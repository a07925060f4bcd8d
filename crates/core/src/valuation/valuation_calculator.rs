use chrono::{Datelike, NaiveDate};
use rust_decimal::{Decimal, RoundingStrategy};

use crate::constants::{
    DISPLAY_DECIMAL_PRECISION, FIRST_YEAR_DEPRECIATION, MILEAGE_PENALTY_PER_UNIT,
    MILEAGE_PENALTY_THRESHOLD, RESIDUAL_VALUE_FLOOR, YEARLY_DEPRECIATION,
};

/// Calculates the current market value of a vehicle.
///
/// The policy is 19% depreciation in the first year of age and 5.7% in every
/// following year, an extra mileage penalty above 100 000 units, and a floor
/// of 10% of the purchase price. The result is rounded half-up to 2 decimal
/// places.
///
/// The function is total: ages or mileages large enough to overflow the
/// intermediate arithmetic simply land on the floor.
///
/// # Arguments
///
/// * `purchase_price` - Price paid for the vehicle.
/// * `year` - Model year.
/// * `mileage` - Current odometer reading.
/// * `as_of` - Date the valuation is computed for.
pub fn calculate_current_value(
    purchase_price: Decimal,
    year: i32,
    mileage: i32,
    as_of: NaiveDate,
) -> Decimal {
    let floor = purchase_price * RESIDUAL_VALUE_FLOOR;
    let age = (i64::from(as_of.year()) - i64::from(year)).max(0);

    let depreciated = if age == 0 {
        Some(purchase_price)
    } else {
        Decimal::from(age - 1)
            .checked_mul(YEARLY_DEPRECIATION)
            .and_then(|rate| rate.checked_add(FIRST_YEAR_DEPRECIATION))
            .map(|rate| (Decimal::ONE - rate).max(Decimal::ZERO))
            .and_then(|factor| purchase_price.checked_mul(factor))
    };

    let value = depreciated
        .and_then(|value| apply_mileage_penalty(value, mileage))
        .map_or(floor, |value| value.max(floor));

    value.round_dp_with_strategy(
        DISPLAY_DECIMAL_PRECISION,
        RoundingStrategy::MidpointAwayFromZero,
    )
}

/// Scales `value` down by 0.01% for every unit of mileage above the threshold.
/// The factor never drops below zero. Returns `None` if the multiplication
/// overflows.
fn apply_mileage_penalty(value: Decimal, mileage: i32) -> Option<Decimal> {
    if mileage <= MILEAGE_PENALTY_THRESHOLD {
        return Some(value);
    }
    let excess = Decimal::from(i64::from(mileage) - i64::from(MILEAGE_PENALTY_THRESHOLD));
    let factor = (Decimal::ONE - excess * MILEAGE_PENALTY_PER_UNIT).max(Decimal::ZERO);
    value.checked_mul(factor)
}
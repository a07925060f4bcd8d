use async_trait::async_trait;
use diesel::prelude::*;
use diesel::r2d2::{self, Pool};
use diesel::sqlite::SqliteConnection;
use log::{debug, info};
use std::sync::Arc;
use std::time::Duration;

use crate::db::{self, get_connection, WriteHandle};
use crate::errors::IntoCore;
use crate::schema::vehicles;
use crate::schema::vehicles::dsl::*;
use vehiclemanager_core::errors::{Error, Result};
use vehiclemanager_core::settings::{SourceKind, SourceSettings};
use vehiclemanager_core::utils::valuation_date_today;
use vehiclemanager_core::vehicles::{
    matches_make_or_model, Vehicle, VehicleFields, VehicleSourceTrait,
};

use super::model::{NewVehicleDB, VehicleDB};

/// Vehicle source backed by a local SQLite database.
pub struct SqliteVehicleSource {
    pool: Arc<Pool<r2d2::ConnectionManager<SqliteConnection>>>,
    writer: WriteHandle,
}

impl SqliteVehicleSource {
    /// Creates a new SqliteVehicleSource instance
    pub fn new(
        pool: Arc<Pool<r2d2::ConnectionManager<SqliteConnection>>>,
        writer: WriteHandle,
    ) -> Self {
        Self { pool, writer }
    }

    /// Opens (or creates) the database at `db_path`, applies pending
    /// migrations and starts the writer. Must be called within a tokio
    /// runtime.
    pub fn open(db_path: &str, timeout: Duration) -> Result<Self> {
        let db_path = db::init(db_path)?;
        let pool = db::create_pool(&db_path, timeout)?;
        db::run_migrations(&pool)?;
        let writer = db::spawn_writer(pool.clone(), timeout);
        info!("Opened vehicle database at {}", db_path);
        Ok(Self::new(pool, writer))
    }

    /// Builds the direct store from source settings.
    pub fn from_settings(settings: &SourceSettings) -> Result<Self> {
        Self::open(&settings.database_path, settings.request_timeout)
    }
}

fn decode_all(rows: Vec<VehicleDB>) -> Result<Vec<Vehicle>> {
    let today = valuation_date_today();
    rows.into_iter()
        .map(|row| row.into_vehicle(today).map_err(Error::from))
        .collect()
}

#[async_trait]
impl VehicleSourceTrait for SqliteVehicleSource {
    fn kind(&self) -> SourceKind {
        SourceKind::DirectStore
    }

    async fn list_vehicles(&self) -> Result<Vec<Vehicle>> {
        let mut conn = get_connection(&self.pool)?;
        let rows = vehicles
            .select(VehicleDB::as_select())
            .order(id.asc())
            .load::<VehicleDB>(&mut conn)
            .into_core()?;
        decode_all(rows)
    }

    async fn get_vehicle(&self, vehicle_id: i64) -> Result<Vehicle> {
        let mut conn = get_connection(&self.pool)?;
        let row = vehicles
            .select(VehicleDB::as_select())
            .find(vehicle_id)
            .first::<VehicleDB>(&mut conn)
            .optional()
            .into_core()?
            .ok_or_else(|| Error::not_found(vehicle_id))?;
        Ok(row.into_vehicle(valuation_date_today())?)
    }

    async fn search_vehicles(&self, text: &str) -> Result<Vec<Vehicle>> {
        if text.is_empty() {
            return self.list_vehicles().await;
        }

        // SQLite's LIKE only folds ASCII case, so matching happens here with
        // the same rule as the other sources. Rows are decoded after the
        // filter so an unrelated corrupt row does not fail the search.
        let needle = text.to_lowercase();
        let mut conn = get_connection(&self.pool)?;
        let rows = vehicles
            .select(VehicleDB::as_select())
            .order(id.asc())
            .load::<VehicleDB>(&mut conn)
            .into_core()?
            .into_iter()
            .filter(|row| matches_make_or_model(&row.make, &row.model, &needle))
            .collect();
        decode_all(rows)
    }

    async fn create_vehicle(&self, fields: VehicleFields) -> Result<Vehicle> {
        let today = valuation_date_today();
        let new_row: NewVehicleDB = fields.into_new_vehicle(today)?.into();

        let created = self
            .writer
            .exec(move |conn| {
                let row = diesel::insert_into(vehicles::table)
                    .values(&new_row)
                    .returning(VehicleDB::as_returning())
                    .get_result::<VehicleDB>(conn)
                    .into_core()?;
                Ok(row.into_vehicle(today)?)
            })
            .await?;

        debug!("Inserted vehicle {}", created.id);
        Ok(created)
    }

    async fn update_vehicle(&self, vehicle_id: i64, fields: VehicleFields) -> Result<Vehicle> {
        let today = valuation_date_today();
        self.writer
            .exec(move |conn| {
                let mut row = vehicles
                    .select(VehicleDB::as_select())
                    .find(vehicle_id)
                    .first::<VehicleDB>(conn)
                    .optional()
                    .into_core()?
                    .ok_or_else(|| Error::not_found(vehicle_id))?;

                let updated = row.clone().into_vehicle(today)?.with_fields(fields, today)?;
                row.apply(&updated, chrono::Utc::now().naive_utc());

                diesel::update(vehicles.find(vehicle_id))
                    .set(&row)
                    .execute(conn)
                    .into_core()?;

                Ok(updated)
            })
            .await
    }

    async fn delete_vehicle(&self, vehicle_id: i64) -> Result<()> {
        let affected_rows = self
            .writer
            .exec(move |conn| {
                diesel::delete(vehicles.find(vehicle_id))
                    .execute(conn)
                    .into_core()
            })
            .await?;

        if affected_rows == 0 {
            return Err(Error::not_found(vehicle_id));
        }
        debug!("Deleted vehicle {}", vehicle_id);
        Ok(())
    }
}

→ Problem to solve
Retype all of the listing exactly, leaving out no line.

→ Output
repository a07925060f4bcd8d
filename crates/core/src/valuation/valuation_calculator.rs
use chrono::{Datelike, NaiveDate};
use rust_decimal::{Decimal, RoundingStrategy};

use crate::constants::{
    DISPLAY_DECIMAL_PRECISION, FIRST_YEAR_DEPRECIATION, MILEAGE_PENALTY_PER_UNIT,
    MILEAGE_PENALTY_THRESHOLD, RESIDUAL_VALUE_FLOOR, YEARLY_DEPRECIATION,
};

/// Calculates the current market value of a vehicle.
///
/// The policy is 19% depreciation in the first year of age and 5.7% in every
/// following year, an extra mileage penalty above 100 000 units, and a floor
/// of 10% of the purchase price. The result is rounded half-up to 2 decimal
/// places.
///
/// The function is total: ages or mileages large enough to overflow the
/// intermediate arithmetic simply land on the floor.
///
/// # Arguments
///
/// * `purchase_price` - Price paid for the vehicle.
/// * `year` - Model year.
/// * `mileage` - Current odometer reading.
/// * `as_of` - Date the valuation is computed for.
pub fn calculate_current_value(
    purchase_price: Decimal,
    year: i32,
    mileage: i32,
    as_of: NaiveDate,
) -> Decimal {
    let floor = purchase_price * RESIDUAL_VALUE_FLOOR;
    let age = (i64::from(as_of.year()) - i64::from(year)).max(0);

    let depreciated = if age == 0 {
        Some(purchase_price)
    } else {
        Decimal::from(age - 1)
            .checked_mul(YEARLY_DEPRECIATION)
            .and_then(|rate| rate.checked_add(FIRST_YEAR_DEPRECIATION))
            .map(|rate| (Decimal::ONE - rate).max(Decimal::ZERO))
            .and_then(|factor| purchase_price.checked_mul(factor))
    };

    let value = depreciated
        .and_then(|value| apply_mileage_penalty(value, mileage))
        .map_or(floor, |value| value.max(floor));

    value.round_dp_with_strategy(
        DISPLAY_DECIMAL_PRECISION,
        RoundingStrategy::MidpointAwayFromZero,
    )
}

/// Scales `value` down by 0.01% for every unit of mileage above the threshold.
/// The factor never drops below zero. Returns `None` if the multiplication
/// overflows.
fn apply_mileage_penalty(value: Decimal, mileage: i32) -> Option<Decimal> {
    if mileage <= MILEAGE_PENALTY_THRESHOLD {
        return Some(value);
    }
    let excess = Decimal::from(i64::from(mileage) - i64::from(MILEAGE_PENALTY_THRESHOLD));
    let factor = (Decimal::ONE - excess * MILEAGE_PENALTY_PER_UNIT).max(Decimal::ZERO);
    value.checked_mul(factor)
}
repository a07925060f4bcd8d
use async_trait::async_trait;
use diesel::prelude::*;
use diesel::r2d2::{self, Pool};
use diesel::sqlite::SqliteConnection;
use log::{debug, info};
use std::sync::Arc;
use std::time::Duration;

use crate::db::{self, get_connection, WriteHandle};
use crate::errors::IntoCore;
use crate::schema::vehicles;
use crate::schema::vehicles::dsl::*;
use vehiclemanager_core::errors::{Error, Result};
use vehiclemanager_core::settings::{SourceKind, SourceSettings};
use vehiclemanager_core::utils::valuation_date_today;
use vehiclemanager_core::vehicles::{
    matches_make_or_model, Vehicle, VehicleFields, VehicleSourceTrait,
};

use super::model::{NewVehicleDB, VehicleDB};

/// Vehicle source backed by a local SQLite database.
pub struct SqliteVehicleSource {
    pool: Arc<Pool<r2d2::ConnectionManager<SqliteConnection>>>,
    writer: WriteHandle,
}

impl SqliteVehicleSource {
    /// Creates a new SqliteVehicleSource instance
    pub fn new(
        pool: Arc<Pool<r2d2::ConnectionManager<SqliteConnection>>>,
        writer: WriteHandle,
    ) -> Self {
        Self { pool, writer }
    }

    /// Opens (or creates) the database at `db_path`, applies pending
    /// migrations and starts the writer. Must be called within a tokio
    /// runtime.
    pub fn open(db_path: &str, timeout: Duration) -> Result<Self> {
        let db_path = db::init(db_path)?;
        let pool = db::create_pool(&db_path, timeout)?;
        db::run_migrations(&pool)?;
        let writer = db::spawn_writer(pool.clone(), timeout);
        info!("Opened vehicle database at {}", db_path);
        Ok(Self::new(pool, writer))
    }

    /// Builds the direct store from source settings.
    pub fn from_settings(settings: &SourceSettings) -> Result<Self> {
        Self::open(&settings.database_path, settings.request_timeout)
    }
}

fn decode_all(rows: Vec<VehicleDB>) -> Result<Vec<Vehicle>> {
    let today = valuation_date_today();
    rows.into_iter()
        .map(|row| row.into_vehicle(today).map_err(Error::from))
        .collect()
}

#[async_trait]
impl VehicleSourceTrait for SqliteVehicleSource {
    fn kind(&self) -> SourceKind {
        SourceKind::DirectStore
    }

    async fn list_vehicles(&self) -> Result<Vec<Vehicle>> {
        let mut conn = get_connection(&self.pool)?;
        let rows = vehicles
            .select(VehicleDB::as_select())
            .order(id.asc())
            .load::<VehicleDB>(&mut conn)
            .into_core()?;
        decode_all(rows)
    }

    async fn get_vehicle(&self, vehicle_id: i64) -> Result<Vehicle> {
        let mut conn = get_connection(&self.pool)?;
        let row = vehicles
            .select(VehicleDB::as_select())
            .find(vehicle_id)
            .first::<VehicleDB>(&mut conn)
            .optional()
            .into_core()?
            .ok_or_else(|| Error::not_found(vehicle_id))?;
        Ok(row.into_vehicle(valuation_date_today())?)
    }

    async fn search_vehicles(&self, text: &str) -> Result<Vec<Vehicle>> {
        if text.is_empty() {
            return self.list_vehicles().await;
        }

        // SQLite's LIKE only folds ASCII case, so matching happens here with
        // the same rule as the other sources. Rows are decoded after the
        // filter so an unrelated corrupt row does not fail the search.
        let needle = text.to_lowercase();
        let mut conn = get_connection(&self.pool)?;
        let rows = vehicles
            .select(VehicleDB::as_select())
            .order(id.asc())
            .load::<VehicleDB>(&mut conn)
            .into_core()?
            .into_iter()
            .filter(|row| matches_make_or_model(&row.make, &row.model, &needle))
            .collect();
        decode_all(rows)
    }

    async fn create_vehicle(&self, fields: VehicleFields) -> Result<Vehicle> {
        let today = valuation_date_today();
        let new_row: NewVehicleDB = fields.into_new_vehicle(today)?.into();

        let created = self
            .writer
            .exec(move |conn| {
                let row = diesel::insert_into(vehicles::table)
                    .values(&new_row)
                    .returning(VehicleDB::as_returning())
                    .get_result::<VehicleDB>(conn)
                    .into_core()?;
                Ok(row.into_vehicle(today)?)
            })
            .await?;

        debug!("Inserted vehicle {}", created.id);
        Ok(created)
    }

    async fn update_vehicle(&self, vehicle_id: i64, fields: VehicleFields) -> Result<Vehicle> {
        let today = valuation_date_today();
        self.writer
            .exec(move |conn| {
                let mut row = vehicles
                    .select(VehicleDB::as_select())
                    .find(vehicle_id)
                    .first::<VehicleDB>(conn)
                    .optional()
                    .into_core()?
                    .ok_or_else(|| Error::not_found(vehicle_id))?;

                let updated = row.clone().into_vehicle(today)?.with_fields(fields, today)?;
                row.apply(&updated, chrono::Utc::now().naive_utc());

                diesel::update(vehicles.find(vehicle_id))
                    .set(&row)
                    .execute(conn)
                    .into_core()?;

                Ok(updated)
            })
            .await
    }

    async fn delete_vehicle(&self, vehicle_id: i64) -> Result<()> {
        let affected_rows = self
            .writer
            .exec(move |conn| {
                diesel::delete(vehicles.find(vehicle_id))
                    .execute(conn)
                    .into_core()
            })
            .await?;

        if affected_rows == 0 {
            return Err(Error::not_found(vehicle_id));
        }
        debug!("Deleted vehicle {}", vehicle_id);
        Ok(())
    }
}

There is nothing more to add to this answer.